L’irrilevanza della regolarizzazione postuma del DURC

14 Dicembre 2016

Non sono consentite regolarizzazioni postume della posizione previdenziale ai fini dell'ammissione alla gara, dal momento che l'impresa concorrente deve essere in regola con l'assolvimento degli obblighi previdenziali, dal momento della partecipazione fino alla conclusione della procedura. Le censure relative al DURC sono sottratte al giudice amministrativo, atteso che il documento di regolarità contributiva involge diritti soggettivi che attengono al sottostante rapporto contributivo e devono essere devoluti al giudice ordinario o, in quanto atti fidefacenti, possono essere oggetto di querela di falso.

Un raggruppamento temporaneo di imprese impugna il provvedimento di esclusione dalla gara disposto a seguito dell'emissione di documento unico di regolarità contributiva con esito negativo.

Il TAR Lazio rigetta il ricorso, affermando la legittimità del provvedimento di esclusione. Il Collegio, nel richiamare quanto da ultimo ribadito dalla Corte di Giustizia dell'Unione Europea, statuisce come «anche dopo l'entrata in vigore dell'art. 31 del D.L. n. 69 del 2013, non sono consentite regolarizzazioni postume della posizione previdenziale ai fini dell'ammissione alla gara, dovendo l'impresa concorrente essere in regola con l'assolvimento degli obblighi previdenziali ed assistenziali fin dalla presentazione dell'offerta e conservare tale stato per tutta la durata della procedura, restando dunque irrilevante un eventuale adempimento tardivo dell'obbligazione contributiva (Cfr. da ultimo, Corte di Giustizia, 10 novembre 2016, causa C 199/2015)».

Il TAR Lazio – in linea con i precedenti delle Adunanze Plenarie n. 8 del 2012 nonché n. 6 e 10 del 2016 – afferma il principio per il quale l'istituto dell'invito alla regolarizzazione rilevi esclusivamente nei rapporti tra impresa ed ente previdenziale e che, in ogni caso, le relative censure andrebbero dedotte autonomamente, evocando in giudizio anche il soggetto preposto alla riscossione contributiva.

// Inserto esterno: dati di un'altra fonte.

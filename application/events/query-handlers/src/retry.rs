use std::{future::Future, time::Duration};

use events_errors::SourceError;
use tracing::warn;

/// Bounded retry with exponential backoff.
///
/// The n-th retry waits `base * 2^n`, so the defaults (3 retries, 1s base)
/// wait 2s, 4s and 8s for at most four attempts in total.
#[derive(Debug, Clone, Copy, PartialEq, Eq)]
pub struct RetryPolicy {
    pub retries: u32,
    pub base: Duration,
}

impl Default for RetryPolicy {
    fn default() -> Self {
        Self {
            retries: 3,
            base: Duration::from_secs(1),
        }
    }
}

impl RetryPolicy {
    pub fn new(retries: u32, base: Duration) -> Self { Self { retries, base } }

    /// Reads `RETRY_COUNT` and `RETRY_BASE_MILLIS`, keeping defaults for
    /// anything unset or unparsable.
    pub fn from_env() -> Self {
        let mut policy = Self::default();

        if let Ok(raw) = std::env::var("RETRY_COUNT") {
            match raw.parse() {
                Ok(retries) => policy.retries = retries,
                Err(_) => warn!(value = %raw, "Ignoring invalid RETRY_COUNT"),
            }
        }

        if let Ok(raw) = std::env::var("RETRY_BASE_MILLIS") {
            match raw.parse() {
                Ok(millis) => policy.base = Duration::from_millis(millis),
                Err(_) => {
                    warn!(value = %raw, "Ignoring invalid RETRY_BASE_MILLIS")
                }
            }
        }

        policy
    }

    pub fn max_attempts(&self) -> u32 { self.retries.saturating_add(1) }

    /// Wait before the given retry, counting retries from 1.
    pub fn delay_for(&self, retry_attempt: u32) -> Duration {
        let factor = 2u32.saturating_pow(retry_attempt);
        self.base.saturating_mul(factor)
    }

    /// Runs `operation` until it succeeds, fails with a non-retryable fault,
    /// or the retry budget is spent. The last fault is returned.
    pub async fn execute<T, F, Fut>(
        &self, mut operation: F,
    ) -> Result<T, SourceError>
    where
        F: FnMut() -> Fut,
        Fut: Future<Output = Result<T, SourceError>>,
    {
        let mut retry_attempt = 0;
        loop {
            match operation().await {
                Ok(value) => return Ok(value),
                Err(err)
                    if err.is_retryable() && retry_attempt < self.retries =>
                {
                    retry_attempt += 1;
                    let delay = self.delay_for(retry_attempt);
                    warn!(
                        retry_attempt,
                        delay_secs = delay.as_secs_f64(),
                        fault = ?err.kind(),
                        error = %err,
                        "Failed to fetch data. Retrying in {} seconds. Retry \
                         attempt {retry_attempt}",
                        delay.as_secs_f64()
                    );
                    tokio::time::sleep(delay).await;
                }
                Err(err) => return Err(err),
            }
        }
    }
}
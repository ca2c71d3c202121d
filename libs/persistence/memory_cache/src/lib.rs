pub mod cache;
pub mod config;

pub use cache::{Memory, r#trait::CacheStore};
pub use config::MemoryConfig;
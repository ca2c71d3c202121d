pub mod events;
pub mod snapshot;
pub mod venues;

pub use events::Event;
pub use snapshot::Snapshot;
pub use venues::Venue;
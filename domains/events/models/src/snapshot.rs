use serde::{Deserialize, Serialize};

use crate::{Event, Venue};

/// The events and venues produced by one successful fetch cycle.
#[derive(Clone, Debug, Default, PartialEq, Serialize, Deserialize)]
pub struct Snapshot {
    pub events: Vec<Event>,
    pub venues: Vec<Venue>,
}

impl Snapshot {
    pub fn new(events: Vec<Event>, venues: Vec<Venue>) -> Self {
        Self { events, venues }
    }

    pub fn empty() -> Self { Self::default() }

    /// Events held at `venue_id`, in source order.
    pub fn events_by_venue(&self, venue_id: i64) -> Vec<Event> {
        self.events
            .iter()
            .filter(|event| event.is_at_venue(venue_id))
            .cloned()
            .collect()
    }

    pub fn find_event(&self, event_id: i64) -> Option<&Event> {
        self.events.iter().find(|event| event.id == event_id)
    }

    pub fn find_venue(&self, venue_id: i64) -> Option<&Venue> {
        self.venues.iter().find(|venue| venue.id == venue_id)
    }

    /// Resolves the venue an event is held at. `None` when the event is
    /// unknown or its venue id dangles.
    pub fn venue_for_event(&self, event_id: i64) -> Option<&Venue> {
        let event = self.find_event(event_id)?;
        self.find_venue(event.venue_id)
    }
}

Nel caso di specie, parte ricorrente aveva omesso di instaurare il contraddittorio nei confronti dell'ente previdenziale. In disparte da ciò, il Collegio precisa che, anche qualora ritualmente dedotte le censure inerenti il DURC, il relativo esame sarebbe comunque sottratto alla giurisdizione del giudice amministrativo.

Il TAR Lazio afferma difatti come «eventuali errori contenuti nel DURC, involgendo posizioni di diritto soggettivo afferenti al sottostante rapporto contributivo, vanno devoluti alla cognizione del giudice ordinario, o all'esito di proposizione di querela di falso, o a seguito di ordinaria controversia in materia di previdenza e di assistenza obbligatoria».

Il Collegio si sofferma, altresì, sulla gravità della violazione contributiva, la cui valutazione resta preclusa alla stazione appaltante, discendendo esclusivamente dalla disciplina previdenziale.

Ne consegue che la stazione appaltante non sia gravata da alcun obbligo di ulteriore istruttoria stante la natura del DURC, che va inteso come «dichiarazione di scienza, da collocarsi fra gli atti di certificazione o di attestazione redatti da un pubblico ufficiale ed aventi carattere meramente dichiarativo di dati in possesso della pubblica amministrazione, nonché fidefacienti fino a querela di falso».

Alla luce del predetto iter argomentativo, il TAR Lazio conclude nel senso della legittimità del provvedimento di esclusione, la cui adozione si configura a tutti gli effetti come un atto obbligato per la stazione appaltante a fronte di un presupposto DURC irregolare dell'impresa.